An investigation by The New York Times shows that patients with cardiac conditions have been suffering complications, and in some cases dying, at the hospital at a significantly higher rate than the national average in 2016 and 2017. Issues started to come to light in March 2016 when even low-risk cardiac surgery patients experienced post-surgery complications. The cardiac complications escalated even further during the same month, as death cases were also registered.
The Times was given secret recordings of cardiologist staff meetings, which give first-hand accounts of the concerns of the medical team about the quality and effectiveness of the program. The recording highlights the ethical dilemma’s the doctors faced as they expressed hesitation about referring patients to the in-house heart surgery team, with several noting they would be unwilling to allow their own children to undergo surgery at the facility. The doctors were advised to follow their consciences but were also told that if the hospital saw a significant reduction in surgical procedures that staffing may be cut. This created a catch-22 as the doctors obviously did not want to lose their jobs, but also did not want to put patients at risk
An Overview of the UNC Pediatric Cardiac Cases
In March 2016, a newborn died after heart surgery in North Carolina Children’s Hospital. An important supporting valve in the heart appeared to have been damaged during the surgical procedure. During the very same month, two children that went in for low-risk surgeries experienced complications rather than rapid recovery. A second death occurred in May after a baby girl had complex heart surgery.
Cardiologist began expressing their concerns at that point. In the audio recording given to The New York Times, leading surgeons expressed their concerns with the hospital’s program and discussed the ethical obligations physicians and medical institutions had. They noted that this was not a new issue and that for some time they believed the hospital was having a higher than normal rate of unfavorable results and deaths.
By the end of May 2019, North Carolina’s Secretary of Health, Dr. Mandy Cohen, announced that an investigation would be launched at UNC Children’s Hospital. A team from the state division of health service regulation is anticipated to work with federal regulators on the investigation.
Doctors still have no idea about what went wrong at the hospital. In the audio recording publicized by The New York Times, they make hypotheses based on a wide range of criteria – from inadequate resources, issues with the chief surgeon, and hospital policies that enabled taking on patients that the medical institution was not equipped to help.
As per the recording, the hospital’s chief pediatric cardiologist Dr. Tim Hoffman said in 2016 “it’s a nightmare right now…We are in crisis and everyone is aware of that.”
Medical Professionals vs. Administrators
The audio recording that The New York Times used in its investigative piece sheds some light on a very important dichotomy that’s typical for the operation of every medical facility.

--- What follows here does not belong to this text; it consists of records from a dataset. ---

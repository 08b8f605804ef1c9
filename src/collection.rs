//! Batch entry point: a JSON manifest naming PDFs under a sibling `pdfs/`
//! directory, analysed in one run and written out as an export.

use std::path::{Path, PathBuf};
use std::time::Duration;

use anyhow::{Context, Result};
use tokio::task::JoinHandle;
use tokio_util::sync::CancellationToken;
use tracing::{info, warn};

use crate::engine::{run_analysis, AnalysisEngine, RunContext};
use crate::export::write_export;
use crate::models::{AnalysisResult, InputManifest};
use crate::progress::ProgressReporter;
use crate::request::{AnalysisRequest, Document};

pub fn pdf_dir(manifest_path: &Path) -> PathBuf {
    manifest_path
        .parent()
        .unwrap_or_else(|| Path::new("."))
        .join("pdfs")
}

pub fn load_manifest(manifest_path: &Path) -> Result<InputManifest> {
    let raw = std::fs::read_to_string(manifest_path)
        .with_context(|| format!("Failed to read input JSON at {}", manifest_path.display()))?;
    serde_json::from_str(&raw)
        .with_context(|| format!("Failed to parse input JSON at {}", manifest_path.display()))
}

/// Reads the manifest and every PDF it names into a validated request.
pub fn load_request(manifest_path: &Path) -> Result<AnalysisRequest> {
    let manifest = load_manifest(manifest_path)?;
    let dir = pdf_dir(manifest_path);

    let mut documents = Vec::with_capacity(manifest.documents.len());
    for doc in &manifest.documents {
        let path = dir.join(&doc.filename);
        let content = std::fs::read(&path)
            .with_context(|| format!("PDF not found at: {}", path.display()))?;
        documents.push(Document::new(doc.filename.clone(), content));
    }

    Ok(AnalysisRequest::new(
        documents,
        manifest.persona,
        manifest.job_to_be_done.task,
    )?)
}

/// Analyses the manifest at `input`, logging progress as it arrives, and
/// writes the result to `output`.
pub async fn process_manifest(
    engine: &dyn AnalysisEngine,
    input: &Path,
    output: &Path,
    timeout: Duration,
    cancel: CancellationToken,
) -> Result<AnalysisResult> {
    let request = load_request(input)?;

    let (reporter, mut rx) = ProgressReporter::new();
    let logger = tokio::spawn(async move {
        while rx.changed().await.is_ok() {
            let progress = *rx.borrow_and_update();
            info!(percent = progress.percent, "{}", progress.label);
        }
    });

    let outcome = run_analysis(engine, request, RunContext::new(reporter, cancel), timeout).await;
    join_progress_logger(logger).await;
    let result = outcome.map_err(|e| anyhow::anyhow!("{} ({})", e.user_message(), e))?;

    write_export(&result, output)?;
    info!(output = %output.display(), "wrote analysis result");
    Ok(result)
}

/// Waits for the progress logger; returns whether it ended cleanly.
async fn join_progress_logger(logger: JoinHandle<()>) -> bool {
    match logger.await {
        Ok(()) => true,
        Err(e) => {
            warn!(error = %e, "progress logger task failed");
            false
        }
    }
}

In most institutions, medics and administrators face off against each other. While medical professionals put a lot of emphasis on the ethical obligations towards their patients, administrators usually prioritize revenue and the long-term sustainability of the facility.
In the recording, cardiologists were advised to do what their conscience says by the hospital director, Dr. Kevin Kelly. At the same time, Dr. Kelly warned cardiologists that performing fewer surgeries would be bad for the hospital and it could even lead to some of the medical professionals losing their jobs.
“If it reduces the volume of things,” he said, “I’ll just —— we’ll just reduce the number of people that we have,” Dr. Kelly was quoted as saying.
UNC Health Care did officially defend the surgical program and denied past problems. According to administrators, in 2016 a dysfunctional group of employees sowed mistrust and created cultural issues within the hospital team. According to the official administrative announcement, a different team works at the hospital today.
The announcement stated that a thorough internal investigation was carried out to assess the quality of the heart surgery program in 2016 and 2017. The results of the investigation show that criticism of the program was unsubstantiated. The New York Times, however, reported that many of the hospital physicians were unaware of the investigation taking place or of its results.
Under North Carolina’s open records law, when a request is filed, the hospital is obliged to provide data about mortality rates related to the pediatric heart surgery program. It has refused to deliver such data and as a result, The New York Times is currently suing the hospital.
Eventually, the hospital did release a limited report on pediatric cardiology mortality rates. The data is available for viewing here. While far from comprehensive, the report does suggest that the North Carolina pediatric hospital had a higher death rate than nearly all of the 82 medical institutions that do public reporting.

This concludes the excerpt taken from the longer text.